Grandiose fantasies are a symptom of Resistance. They’re the sign of an amateur. The professional has learned that success, like happiness, comes as a by-product of work.
 
The professional concentrates on the work and allows rewards to come or not come, whatever they like.
 
RESISTANCE AND ISOLATION
 
Sometimes we balk at embarking on an enterprise because we’re afraid of being alone. We feel comfortable with the tribe around us; it makes us nervous going off into the woods on our own.
 
Here’s the trick: We’re never alone. As soon as we step outside the campfire glow, our Muse lights on our shoulder like a butterfly. The act of courage calls forth infallibly that deeper part of ourselves that supports and sustains us.
 
Have you seen interviews with the young John Lennon or Bob Dylan, when the reporter tries to ask about their personal selves? The boys deflect these queries with withering sarcasm. Why? Because Lennon and Dylan know that the part of them that writes the songs is not “them,” not the personal self that is of such surpassing fascination to their boneheaded interrogators. Lennon and Dylan also know that the part of themselves that does the writing is too sacred, too precious, too fragile to be redacted into sound bites for the titillation of would-be idolators (who are themselves caught up in their own Resistance). So they put them on and blow them off.
 
It is a commonplace among artists and children at play that they’re not aware of time or solitude while they’re chasing their vision. The hours fly. The sculptress and the tree-climbing tyke both look up blinking when Mom calls, “Suppertime!”
 
RESISTANCE AND ISOLATION,
PART TWO
 
Friends sometimes ask, “Don’t you get lonely sitting by yourself all day?” At first it seemed odd to hear myself answer No. Then I realized that I was not alone; I was in the book; I was with the characters. I was with my Self.
 
Not only do I not feel alone with my characters; they are more vivid and interesting to me than the people in my real life. If you think about it, the case can’t be otherwise. In order for a book (or any project or enterprise) to hold our attention for the length of time it takes to unfold itself, it has to plug into some internal perplexity or passion that is of paramount importance to us. That problem becomes the theme of our work, even if we can’t at the start understand or articulate it. As the characters arise, each embodies infallibly an aspect of that dilemma, that perplexity. These characters might not be interesting to anyone else but they’re absolutely fascinating to us. They are us. Meaner, smarter, sexier versions of ourselves. It’s fun to be with them because they’re wrestling with the same issue that has its hooks into us. They’re our soul mates, our lovers, our best friends. Even the villains.

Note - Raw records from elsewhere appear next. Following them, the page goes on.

//! Raw markup slicing between two positions in spine order

use std::collections::HashMap;
use tracing::warn;

/// Spine documents and their decoded markup
#[derive(Debug, Clone, Default)]
pub struct SpineContent {
    spine: Vec<String>,
    documents: HashMap<String, String>,
}

impl SpineContent {
    pub fn new(spine: Vec<String>) -> Self {
        Self {
            spine,
            documents: HashMap::new(),
        }
    }

    /// Register a document's markup
    pub fn insert(&mut self, name: impl Into<String>, markup: impl Into<String>) {
        self.documents.insert(name.into(), markup.into());
    }

    /// Builder-style [`SpineContent::insert`]
    pub fn with_document(mut self, name: impl Into<String>, markup: impl Into<String>) -> Self {
        self.insert(name, markup);
        self
    }

    pub fn spine(&self) -> &[String] {
        &self.spine
    }

    /// Index of a document in the spine
    pub fn index_of(&self, name: &str) -> Option<usize> {
        self.spine.iter().position(|doc| doc == name)
    }

    /// Markup of a document, empty when unknown
    pub fn document(&self, name: &str) -> &str {
        self.documents.get(name).map(String::as_str).unwrap_or("")
    }

    pub fn contains(&self, name: &str) -> bool {
        self.documents.contains_key(name)
    }

    /// Raw markup from `(doc_a, pos_a)` up to `end`, or to the end of the spine
    ///
    /// When `doc_a` comes after the end document in spine order the slice wraps
    /// around the spine if `allow_wraparound` is set and is empty otherwise.
    pub fn slice(
        &self,
        doc_a: &str,
        pos_a: usize,
        end: Option<(&str, usize)>,
        allow_wraparound: bool,
    ) -> String {
        let markup_a = self.document(doc_a);
        if markup_a.is_empty() {
            return String::new();
        }

        let Some((doc_b, pos_b)) = end else {
            let mut out = tail(markup_a, pos_a).to_string();
            if let Some(idx_a) = self.spine_index_logged(doc_a) {
                for doc in &self.spine[idx_a + 1..] {
                    out.push_str(self.document(doc));
                }
            }
            return out;
        };

        if doc_a == doc_b {
            let start = clamp(markup_a, pos_a);
            let end = clamp(markup_a, pos_b);
            return if start < end {
                markup_a[start..end].to_string()
            } else {
                String::new()
            };
        }

        let (Some(idx_a), Some(idx_b)) = (self.spine_index_logged(doc_a), self.spine_index_logged(doc_b))
        else {
            return tail(markup_a, pos_a).to_string();
        };

        let between: Vec<&String> = if idx_a < idx_b {
            self.spine[idx_a + 1..idx_b].iter().collect()
        } else if allow_wraparound {
            self.spine[idx_a + 1..]
                .iter()
                .chain(self.spine[..idx_b].iter())
                .collect()
        } else {
            return String::new();
        };

        let mut out = tail(markup_a, pos_a).to_string();
        for doc in between {
            out.push_str(self.document(doc));
        }
        out.push_str(head(self.document(doc_b), pos_b));
        out
    }

    /// Markup from the start of the spine up to `(doc, pos)`
    pub fn prefix(&self, doc: &str, pos: usize) -> String {
        let Some(idx) = self.index_of(doc) else {
            return String::new();
        };
        let mut out = String::new();
        for name in &self.spine[..idx] {
            out.push_str(self.document(name));
        }
        out.push_str(head(self.document(doc), pos));
        out
    }

    fn spine_index_logged(&self, name: &str) -> Option<usize> {
        let index = self.index_of(name);
        if index.is_none() {
            warn!("Document '{}' not found in spine order", name);
        }
        index
    }
}

/// Clamp an offset to the text length and down to a char boundary
fn clamp(text: &str, pos: usize) -> usize {
    let mut pos = pos.min(text.len());
    while !text.is_char_boundary(pos) {
        pos -= 1;
    }
    pos
}

fn tail(text: &str, pos: usize) -> &str {
    &text[clamp(text, pos)..]
}

fn head(text: &str, pos: usize) -> &str {
    &text[..clamp(text, pos)]
}

#[cfg(test)]
mod tests {
    use super::*;

    fn three_docs() -> SpineContent {
        SpineContent::new(vec!["d1".into(), "d2".into(), "d3".into()])
            .with_document("d1", "AAA111BBB")
            .with_document("d2", "CCC222DDD")
            .with_document("d3", "EEE333FFF")
    }

    #[test]
    fn test_same_document() {
        let content = SpineContent::new(vec!["d".into()]).with_document("d", "AAA111BBB");
        assert_eq!(content.slice("d", 3, Some(("d", 6)), true), "111");
        assert_eq!(content.slice("d", 6, Some(("d", 3)), true), "");
    }

    #[test]
    fn test_across_intervening_document() {
        assert_eq!(
            three_docs().slice("d1", 6, Some(("d3", 3)), false),
            "BBBCCC222DDDEEE"
        );
    }

    #[test]
    fn test_last_anchor_takes_rest_of_spine() {
        assert_eq!(three_docs().slice("d2", 3, None, true), "222DDDEEE333FFF");
    }

    #[test]
    fn test_reverse_order_wraps_only_when_allowed() {
        let content = three_docs();
        assert_eq!(content.slice("d2", 6, Some(("d1", 3)), true), "DDDEEE333FFFAAA");
        assert_eq!(content.slice("d2", 6, Some(("d1", 3)), false), "");
    }

    #[test]
    fn test_off_spine_document_yields_tail() {
        let content = three_docs().with_document("notes", "NOTES-TEXT");
        assert_eq!(content.slice("notes", 6, Some(("d1", 0)), true), "TEXT");
        assert_eq!(content.slice("notes", 6, None, true), "TEXT");
    }

    #[test]
    fn test_offsets_clamped_to_char_boundaries() {
        let content = SpineContent::new(vec!["d".into()]).with_document("d", "aé b");
        assert_eq!(content.slice("d", 2, Some(("d", 99)), false), "é b");
        assert_eq!(content.slice("d", 0, Some(("d", 2)), false), "a");
    }

    #[test]
    fn test_prefix() {
        assert_eq!(three_docs().prefix("d2", 3), "AAA111BBBCCC");
        assert_eq!(three_docs().prefix("d1", 0), "");
    }
}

Especially the villains.
 
Even in a book like this, which has no characters, I don’t feel alone because I’m imagining the reader, whom I conjure as an aspiring artist much like my own younger, less grizzled self, to whom I hope to impart a little starch and inspiration and prime, a little, with some hard-knocks wisdom and a few tricks of the trade.
 
RESISTANCE AND HEALING
 
Have you ever spent time in Santa Fe? There’s a subculture of “healing” there. The idea is that there’s something therapeutic in the atmosphere. A safe place to go and get yourself together. There are other places (Santa Barbara and Ojai, California, come to mind), usually populated by upper-middle-class people with more time and money than they know what to do with, in which a culture of healing also obtains. The concept in all these environments seems to be that one needs to complete his healing before he is ready to do his work.
 
This way of thinking (are you ahead of me?) is a form of Resistance.
 
What are we trying to heal, anyway? The athlete knows the day will never come when he wakes up pain-free. He has to play hurt.
 
Remember, the part of us that we imagine needs healing is not the part we create from; that part is far deeper and stronger. The part we create from can’t be touched by anything our parents did, or society did. That part is unsullied, uncorrupted; soundproof, waterproof, and bulletproof. In fact, the more troubles we’ve got, the better and richer that part becomes.
 
The part that needs healing is our personal life. Personal life has nothing to do with work. Besides, what better way of healing than to find our center of self-sovereignty? Isn’t that the whole point of healing?
 
I washed up in New York a couple of decades ago, making twenty bucks a night driving a cab and running away full- time from doing my work. One night, alone in my $110-a- month sublet, I hit bottom in terms of having diverted myself into so many phony channels so many times that I couldn’t rationalize it for one more evening. I dragged out my ancient Smith-Corona, dreading the experience as pointless, fruitless, meaningless, not to say the most painful exercise I could think of. For two hours I made myself sit there, torturing out some trash that I chucked immediately into the shitcan. That was enough. I put the machine away. I went back to the kitchen. In the sink sat ten days of dishes. For some reason I had enough excess energy that I decided to wash them. The warm water felt pretty good. The soap and sponge were doing their thing. A pile of clean plates began rising in the drying rack. To my amazement I realized I was whistling.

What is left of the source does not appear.